At the mouth of the crater, we carefully peered into the dragon’s nest. Glowing red embers of scoria—like the winking crimson eye of a Cyclops—glowered at us from deep within the lair.A poof of sulfuric smoke followed, discharged from the molten mountain through Draconian lungs, which sent us on a hasty retreat back to the security of our camp.
Slumbering Next to the Dragon
Exhausted from the day’s climb, I crawled into my sleeping bag and drifted off to deep repose, soothed to sleep by the never-ending chirrup of insect chatter, the crackle of dying embers from our bonfire, and the rustling of our tent canvas flapping in the breeze. A seismic breeze that filtered in and out of the smoldering cordillera as a dense fog…creeping through our bivouac of greenery like a ninja in camouflage.Though faint, I could still smell the beast’s nasty breath. Lingering in that wind. Coughed up from a 1078°F river of magma deep inside his haunt.I should have felt a sensation of genuine fear, to be this remote, this completely off the beaten path. Yet, it was peaceful, and strangely quiet, dozing next to the dragon.
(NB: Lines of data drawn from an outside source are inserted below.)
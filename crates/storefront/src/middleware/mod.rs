//! Middleware for sessions and the admin gate.

pub mod auth;
pub mod session;

pub use auth::RequireAdmin;
pub use session::create_session_layer;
In the dawn of a 5:30 a.m. sunrise, rays of gilded light played across the double crater of Telíca, bathing the surrounding vegetation – both misshapen, twisted tree limbs devoid of bark and flowering shrubs – in a fiery afterglow.
Even as I strapped on my gear and mentally prepared for the brutal trek back down, I smiled … few people would ever have the gumption or the physical fortitude to venture to the simmering caldera of Volcán Telica. Fewer still would ever pitch a tent at its growling base. But my family and I now had a memory that could never be erased, and moments trapped in time that no amount of money could ever buy.
With that, I humbly bowed my head and bid adiós to the chimera, still deep in slumber, and started off toward town. Toward the burbling mud pots at El Jacinto. A half-hearted wave over our shoulders, to that dragon who lie snoring, and we were on our way. A bumpy ride in the rear of a box truck this time – no garish chicken bus – delivered us safely those 12 miles back to Léon. And a lunchtime siesta relaxing in a hammock at our charming hostel, Colibri Leon.
Disclosure* None of the trip was subsidized in any way. The prices were so cheap, and with the monies going towards eco-tourism and education of local schoolchildren, I couldn’t really bring myself to even ask for a discount.